Microsoft (MSFT) - 7 years of consecutive increases, along with a recent 25% increase. Current yield is 2.60%. Windows and Microsoft Office are huge, ultra-high margin businesses, but their markets are drying up. MSFT's future success depends on product innovation from within. They were late to the smartphone party, which hurt pretty bad. Microsoft has had an embarrassment of poor products over the years, like the Zune and their first few tries at smartphone operating systems. This has resulted in a compressed P/E ratio all the way down to 11, despite almost $4 per share in net cash. Regardless, returns on equity (40%) and ROIC (over 35%) have been phenomenal, and imply that MSFT is still efficiently allocating capital (granted, we already know that MSFT's traditional businesses produce excellent ROC). If you believe to have superior insights on MSFT's business, invest away. The cash flow generation is exceptional, and the payout will rapidly increase over the next decade.
Altria (MO) - Altria is certainly a dividend king, with 43 years of increases and a 5.70% yield even at an inflated valuation. Smoking isn't going away, and solid product innovation and brand recognition will aid MO in producing underlying earnings growth over the next few decades, but I expect the share price to lag considerably unless prices go down. Zero interest rate environments like this one cause classic dividend stocks to enjoy a premium relative to normal interest rate periods. Don't buy this one yet; wait for a normalized interest rate environment. Yes, that could be years, but you won't miss anything in terms of price appreciation, just a couple years of dividend compounding at inflated prices.
Clorox (CLX) - Carl Icahn's activity pumped a premium into the price, but that appears to have worn off. The company pays a 3.50% dividend, at a 56% payout ratio. With 34 straight dividend increases and a recent 9% increase, long-term dividend returns are set to be excellent. The economics of the business are very solid, with strong household brands.

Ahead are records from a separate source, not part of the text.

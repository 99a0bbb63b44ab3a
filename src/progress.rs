//! Progress events and their wire representation.
//!
//! A [`ProgressEvent`] is the unit the [`crate::events::EventBus`] stores and
//! fans out. Events are built by the controller with [`ProgressEvent::new`]
//! and the builder methods below; the bus stamps `job_id` and `seq` when it
//! appends, so sequence numbers can only come from one place.
//!
//! # Why a separate wire type?
//!
//! Clients of `POST /convert/stream` expect the small, stable shape
//! `{"status", "message", "data"?}`. The internal event carries much more
//! (stage, sequence, timestamps, an `Arc` to the artifact). [`WireEvent`]
//! is the projection, so the internal record can grow without breaking
//! the stream contract.

use crate::error::ErrorKind;
use crate::job::{JobId, JobState};
use crate::pipeline::extract::Artifact;
use chrono::{DateTime, Utc};
use serde::{Deserialize, Serialize};
use std::sync::Arc;

/// One immutable entry in a job's event log.
#[derive(Debug, Clone)]
pub struct ProgressEvent {
    /// Owning job. Stamped by the bus.
    pub job_id: JobId,
    /// Strictly increasing per job, starting at 1. Stamped by the bus.
    pub seq: u64,
    /// Lifecycle state the job was in when this event was emitted.
    pub stage: JobState,
    /// Human-readable description.
    pub message: String,
    /// The result artifact; present only on the terminal `Complete` event.
    pub payload: Option<Arc<Artifact>>,
    /// Error classification; present only on the terminal `Failed` event.
    pub error: Option<ErrorKind>,
    /// Low-priority diagnostic line (raw engine output).
    pub detail: bool,
    pub timestamp: DateTime<Utc>,
}

impl ProgressEvent {
    pub fn new(stage: JobState, message: impl Into<String>) -> Self {
        Self {
            job_id: JobId::default(),
            seq: 0,
            stage,
            message: message.into(),
            payload: None,
            error: None,
            detail: false,
            timestamp: Utc::now(),
        }
    }

    pub fn with_payload(mut self, artifact: Arc<Artifact>) -> Self {
        self.payload = Some(artifact);
        self
    }

    pub fn with_error(mut self, kind: ErrorKind) -> Self {
        self.error = Some(kind);
        self
    }

    pub fn as_detail(mut self) -> Self {
        self.detail = true;
        self
    }

    pub fn is_terminal(&self) -> bool {
        self.stage.is_terminal()
    }
}

/// Status field of a wire event.
#[derive(Debug, Clone, Copy, PartialEq, Eq, Serialize, Deserialize)]
#[serde(rename_all = "lowercase")]
pub enum WireStatus {
    Processing,
    Complete,
    Error,
}

/// One line of the live stream: `{"status": ..., "message": ..., "data"?: ...}`.
#[derive(Debug, Clone, PartialEq, Eq, Serialize, Deserialize)]
pub struct WireEvent {
    pub status: WireStatus,
    pub message: String,
    /// Base64 artifact on `complete`.
    #[serde(default, skip_serializing_if = "Option::is_none")]
    pub data: Option<String>,
}

impl From<&ProgressEvent> for WireEvent {
    fn from(event: &ProgressEvent) -> Self {
        let status = match event.stage {
            JobState::Complete => WireStatus::Complete,
            JobState::Failed => WireStatus::Error,
            _ => WireStatus::Processing,
        };
        WireEvent {
            status,
            message: event.message.clone(),
            data: event.payload.as_ref().map(|a| a.to_base64()),
        }
    }
}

Intel (INTC) - Though Buffett is not likely to have been the brains behind Berkshire's new stake in Intel, the purchase is worth looking into. Investors (including myself) would have been wise to initiate a position when the stock dropped below $20 during the summer mini-crash. At that point, the yield was over 4%, and the stock was cheap by every trailing multiple out there. 2012 was a gigantic year for the company, as massive share buybacks (at favorable prices) and organic growth, particularly in Asia, drove earnings to record levels. Going forward, the company needs to heavily penetrate the smartphone market. Their chips have been shunned by most smartphone producers as they take up too much energy, but Intel appears to be on its way after some heavy R&D spending. The nature of Intel's business is a bit harder to predict, but the company is shareholder friendly and has strong brand names in the PC and server businesses, as well as with their new acquisition, security giant McAfee. While Intel looks exceptionally cheap on a 12 month trailing basis, six year annualized earnings have the company trading at closer to 20 times earnings. Granted, growth and market share in their Asian segment has exploded, but you may want to wait for a pullback to enhance your margin of safety.